Background information
- Born: Mathilde Gerner 14 September 1996 (age 29) Versailles, Yvelines, France
- Genres: Chanson
- Occupation: Singer-songwriter
- Instruments: Vocals; guitar; piano;
- Labels: Jo & Co

= Hoshi (French singer) =

French singer-songwriter

Mathilde Gerner (/fr/; born 14 September 1996), better known by her stage mononym Hoshi, is a French singer-songwriter.

== Biography ==

=== Early life ===

Mathilde Gerner was born on 14 September 1996 in Versailles and grew up in the commune Montigny-le-Bretonneux of the communauté d'agglomération Saint-Quentin-en-Yvelines. She started playing the piano at the age of 6 and the guitar at the age of 15, which is when she wrote her first songs.

=== Musical career ===

Gerner began her musical career with the amateur music group TransyStory, which was formed in September 2011. She provided vocals, keyboard, and guitar to this four-person group. The band occasionally put up municipal performances in Montigny-le-Bretonneux. The group played "Lou", their first recorded piece of music. Around the same time, in December 2011, Gerner alone competed in and won the "Jeunes Talents, c’est maintenant!" competition, organized by the city. During this competition, she was noticed by Marc Isacco, who was in charge of a musical section in Montigny. Through Isacco, she was able to meet established artists and perform in larger venues. TransyStory separated at the end of 2012 and Gerner continued her solo career.

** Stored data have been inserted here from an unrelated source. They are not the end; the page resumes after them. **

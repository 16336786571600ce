use crate::config::{
    CHANNEL_POLL_PAUSE_US, CHANNEL_TIMEOUT_POLLS, SETTLE_DELAY_US, SHARED_POLL_PAUSE_US,
    SHARED_TIMEOUT_POLLS,
};
use crate::units::Distance;

/// How the trigger lines are fired within one measurement cycle.
///
/// Picked at build time; the unit never switches policy while running.
#[derive(Clone, Copy, Debug, PartialEq, Eq)]
#[cfg_attr(feature = "defmt_print", derive(defmt::Format))]
pub enum TriggerPolicy {
    /// Fire every channel at once under one shared timeout. Fastest cycle,
    /// but adjacent receivers can pick up each other's echoes.
    Simultaneous,
    /// Fire one channel at a time with a settle pause in between. Immune to
    /// cross-talk; cycle time grows linearly with the channel count.
    Sequential,
}

/// The hardware half of a measurement cycle: trigger lines, the
/// interrupt-shared echo bank behind whatever locking the platform needs,
/// and busy pauses.
pub trait SonarChannels<const N: usize> {
    /// Reset one channel's window, then emit its activation pulse.
    fn arm(&mut self, ch: usize);
    /// Reset every window, then pulse all trigger lines together.
    fn arm_all(&mut self);
    fn is_complete(&mut self, ch: usize) -> bool;
    /// Read the channel's distance (`Invalid` if it never completed) and
    /// leave its window reset for the next cycle.
    fn collect(&mut self, ch: usize) -> Distance;
    fn pause_us(&mut self, us: u32);
}

/// Runs one full measurement cycle under the given policy.
///
/// Every channel is armed, drained or timed out, and consumed; on return all
/// windows are reset. Both waits are bounded counting loops, so a missing or
/// miswired echo line can never hang the loop.
pub fn run_cycle<L, const N: usize>(link: &mut L, policy: TriggerPolicy) -> [Distance; N]
where
    L: SonarChannels<N>,
{
    match policy {
        TriggerPolicy::Simultaneous => run_simultaneous(link),
        TriggerPolicy::Sequential => run_sequential(link),
    }
}

fn run_simultaneous<L, const N: usize>(link: &mut L) -> [Distance; N]
where
    L: SonarChannels<N>,
{
    link.arm_all();

    let mut polls = 0;
    while polls < SHARED_TIMEOUT_POLLS {
        if (0..N).all(|ch| link.is_complete(ch)) {
            break;
        }
        link.pause_us(SHARED_POLL_PAUSE_US);
        polls += 1;
    }

    // Consume everything, finished or not; stragglers read Invalid.
    let mut readings = [Distance::Invalid; N];
    for (ch, reading) in readings.iter_mut().enumerate() {
        *reading = link.collect(ch);
    }
    readings
}

fn run_sequential<L, const N: usize>(link: &mut L) -> [Distance; N]
where
    L: SonarChannels<N>,
{
    let mut readings = [Distance::Invalid; N];
    for (ch, reading) in readings.iter_mut().enumerate() {
        link.arm(ch);

        let mut polls = 0;
        while !link.is_complete(ch) && polls < CHANNEL_TIMEOUT_POLLS {
            link.pause_us(CHANNEL_POLL_PAUSE_US);
            polls += 1;
        }

        *reading = link.collect(ch);
        link.pause_us(SETTLE_DELAY_US);
    }
    readings
}

#[cfg(test)]
mod test {
    use super::*;
    use crate::ranging::EchoBank;

    const N: usize = 6;

    /// What a scripted sensor answers with once armed.
    #[derive(Clone, Copy)]
    enum Echo {
        /// Full pulse latched as (start, end) ticks.
        Pulse(u16, u16),
        /// Rising edge only; the line never falls back.
        RisesOnly(u16),
        /// Dead sensor, no edges at all.
        Dead,
    }

    /// Scripted stand-in for the pin/timer layer. Armed channels latch their
    /// scripted echo into the bank two pauses later, so completion arrives
    /// with passing time the way a real echo does.
    struct ScriptedSonar {
        bank: EchoBank<N>,
        levels: u8,
        echo: [Echo; N],
        /// Pauses remaining until an armed channel's echo lands.
        pending: [Option<u32>; N],
        armed: Vec<usize>,
        arm_all_calls: u32,
        pauses: Vec<u32>,
    }

    impl ScriptedSonar {
        fn new(echo: [Echo; N]) -> Self {
            Self {
                bank: EchoBank::new(0),
                levels: 0,
                echo,
                pending: [None; N],
                armed: Vec::new(),
                arm_all_calls: 0,
                pauses: Vec::new(),
            }
        }

        fn latch(&mut self, ch: usize) {
            match self.echo[ch] {
                Echo::Pulse(start, end) => {
                    self.levels |= 1 << ch;
                    self.bank.record_transitions(self.levels, start);
                    self.levels &= !(1 << ch);
                    self.bank.record_transitions(self.levels, end);
                }
                Echo::RisesOnly(start) => {
                    self.levels |= 1 << ch;
                    self.bank.record_transitions(self.levels, start);
                }
                Echo::Dead => {}
            }
        }

        fn tick(&mut self) {
            for ch in 0..N {
                match self.pending[ch] {
                    Some(0) => {
                        self.pending[ch] = None;
                        self.latch(ch);
                    }
                    Some(left) => self.pending[ch] = Some(left - 1),
                    None => {}
                }
            }
        }
    }

    impl SonarChannels<N> for ScriptedSonar {
        fn arm(&mut self, ch: usize) {
            self.bank.reset(ch);
            self.pending[ch] = Some(1);
            self.armed.push(ch);
        }

        fn arm_all(&mut self) {
            self.bank.reset_all();
            self.pending = [Some(1); N];
            self.arm_all_calls += 1;
        }

        fn is_complete(&mut self, ch: usize) -> bool {
            self.bank.is_complete(ch)
        }

        fn collect(&mut self, ch: usize) -> Distance {
            let reading = self.bank.distance(ch);
            self.bank.reset(ch);
            reading
        }

        fn pause_us(&mut self, us: u32) {
            self.pauses.push(us);
            self.tick();
        }
    }

    fn all_answering() -> [Echo; N] {
        // 580 µs pulse each: 10 cm.
        [Echo::Pulse(0, 1160); N]
    }

    #[test]
    fn sequential_reads_every_channel() {
        let mut sonar = ScriptedSonar::new(all_answering());
        let readings = run_cycle(&mut sonar, TriggerPolicy::Sequential);
        assert_eq!(readings, [Distance::Valid(10); N]);
        // One channel armed at a time, in wiring order.
        assert_eq!(sonar.armed, vec![0, 1, 2, 3, 4, 5]);
        assert_eq!(sonar.arm_all_calls, 0);
        // One settle pause after every channel.
        let settles = sonar.pauses.iter().filter(|&&us| us == SETTLE_DELAY_US);
        assert_eq!(settles.count(), N);
    }

    #[test]
    fn simultaneous_fires_once_and_reads_every_channel() {
        let mut sonar = ScriptedSonar::new(all_answering());
        let readings = run_cycle(&mut sonar, TriggerPolicy::Simultaneous);
        assert_eq!(readings, [Distance::Valid(10); N]);
        assert_eq!(sonar.arm_all_calls, 1);
        assert!(sonar.armed.is_empty());
        assert!(sonar.pauses.iter().all(|&us| us == SHARED_POLL_PAUSE_US));
    }

    #[test]
    fn dead_channel_times_out_to_invalid() {
        let mut echo = all_answering();
        echo[3] = Echo::Dead;
        let mut sonar = ScriptedSonar::new(echo);
        let readings = run_cycle(&mut sonar, TriggerPolicy::Sequential);
        assert_eq!(readings[3], Distance::Invalid);
        assert_eq!(readings[0], Distance::Valid(10));
        assert_eq!(readings[5], Distance::Valid(10));
    }

    #[test]
    fn dead_channel_does_not_starve_the_shared_wait() {
        let mut echo = all_answering();
        echo[0] = Echo::Dead;
        let mut sonar = ScriptedSonar::new(echo);
        let readings = run_cycle(&mut sonar, TriggerPolicy::Simultaneous);
        assert_eq!(readings[0], Distance::Invalid);
        assert_eq!(&readings[1..], &[Distance::Valid(10); 5]);
        // The shared wait ran to its bound, not forever.
        assert_eq!(sonar.pauses.len(), SHARED_TIMEOUT_POLLS as usize);
    }

    #[test]
    fn no_stale_reading_after_a_lost_falling_edge() {
        let mut sonar = ScriptedSonar::new(all_answering());
        let readings = run_cycle(&mut sonar, TriggerPolicy::Sequential);
        assert_eq!(readings[2], Distance::Valid(10));

        // Next cycle the sensor answers with a rising edge only.
        sonar.echo[2] = Echo::RisesOnly(400);
        let readings = run_cycle(&mut sonar, TriggerPolicy::Sequential);
        assert_eq!(readings[2], Distance::Invalid);
    }

    #[test]
    fn windows_are_reset_after_a_cycle() {
        let mut sonar = ScriptedSonar::new(all_answering());
        let _ = run_cycle(&mut sonar, TriggerPolicy::Simultaneous);
        for ch in 0..N {
            assert!(!sonar.bank.is_complete(ch));
            assert_eq!(sonar.bank.window(ch).unwrap().start, 0);
        }
    }
}
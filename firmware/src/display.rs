use core::fmt::Write as _;

use embedded_hal::blocking::delay::{DelayMs, DelayUs};
use hd44780_driver::{
    bus::I2CBus, error::Error as LcdError, Cursor, CursorBlink, Display, DisplayMode, HD44780,
};
use heapless::String;
use nrf52840_hal::{
    twim::{Frequency, Instance, Pins},
    Twim,
};
use smartpark_core::{config::NUM_CHANNELS, LotSummary, SlotState};

/// Start of the second panel line in DDRAM.
const LINE_2: u8 = 0x40;

/// 16x2 character panel behind a PCF8574 I2C backpack.
pub struct LotDisplay<T: Instance, D> {
    lcd: HD44780<I2CBus<Twim<T>>>,
    delay: D,
}

impl<T, D> LotDisplay<T, D>
where
    T: Instance,
    D: DelayUs<u16> + DelayMs<u8>,
{
    pub fn new(twim: T, pins: Pins, address: u8, mut delay: D) -> Result<Self, LcdError> {
        let twim = Twim::new(twim, pins, Frequency::K100);
        let mut lcd = HD44780::new_i2c(twim, address, &mut delay)?;
        lcd.reset(&mut delay)?;
        lcd.clear(&mut delay)?;
        lcd.set_display_mode(
            DisplayMode {
                display: Display::On,
                cursor_visibility: Cursor::Invisible,
                cursor_blink: CursorBlink::Off,
            },
            &mut delay,
        )?;
        Ok(Self { lcd, delay })
    }

    pub fn splash(&mut self) -> Result<(), LcdError> {
        self.lcd.clear(&mut self.delay)?;
        self.lcd.set_cursor_pos(0, &mut self.delay)?;
        self.lcd.write_str("SmartPark System", &mut self.delay)?;
        self.lcd.set_cursor_pos(LINE_2, &mut self.delay)?;
        self.lcd.write_str("6 Sensors Active", &mut self.delay)
    }

    /// Repaints the panel from the current classifications: the full-lot
    /// banner, or one cell per slot spread across the two lines.
    pub fn render(
        &mut self,
        states: &[SlotState; NUM_CHANNELS],
        summary: &LotSummary<NUM_CHANNELS>,
    ) -> Result<(), LcdError> {
        self.lcd.clear(&mut self.delay)?;
        if summary.full {
            self.lcd.set_cursor_pos(2, &mut self.delay)?;
            self.lcd.write_str("FULL PARKING", &mut self.delay)?;
            self.lcd.set_cursor_pos(LINE_2 + 3, &mut self.delay)?;
            self.lcd.write_str("NO SPACES", &mut self.delay)?;
            return Ok(());
        }

        self.lcd.set_cursor_pos(0, &mut self.delay)?;
        self.lcd
            .write_str(&slot_cells(&states[..3], 0), &mut self.delay)?;
        self.lcd.set_cursor_pos(LINE_2, &mut self.delay)?;
        self.lcd
            .write_str(&slot_cells(&states[3..], 3), &mut self.delay)
    }
}

fn slot_glyph(state: SlotState) -> char {
    match state {
        SlotState::Empty => '0',
        SlotState::Occupied => '1',
        SlotState::Error => 'E',
    }
}

/// One panel line, e.g. `P3:0 P4:1 P5:E`.
fn slot_cells(states: &[SlotState], first_slot: usize) -> String<16> {
    let mut line = String::new();
    for (offset, state) in states.iter().enumerate() {
        if offset > 0 {
            let _ = line.push(' ');
        }
        let _ = write!(line, "P{}:{}", first_slot + offset, slot_glyph(*state));
    }
    line
}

Being passionate about Japanese culture, she chose Hoshi Hideko as her stage name, later shortened to simply Hoshi (星), which means "star" in Japanese. She became known by publishing covers on the Internet and she received the support of the label Styiens. In 2013, at the age of 16, she was invited by the casting director of the French The Voice to compete. She successfully passed auditions but decided not to continue when the show's production wanted to control her song choice.

Gerner left high school and devoted herself to music by performing in the streets. In 2014, she participated in the show Rising Star on the channel M6, but her cover of "Mistral gagnant" did not qualify her. She returned to singing in the streets, where she was able to try out compositions. She also performed solo for small concerts. She was contacted almost two years later by a manager, through whom she was signed by the label Jo & Co.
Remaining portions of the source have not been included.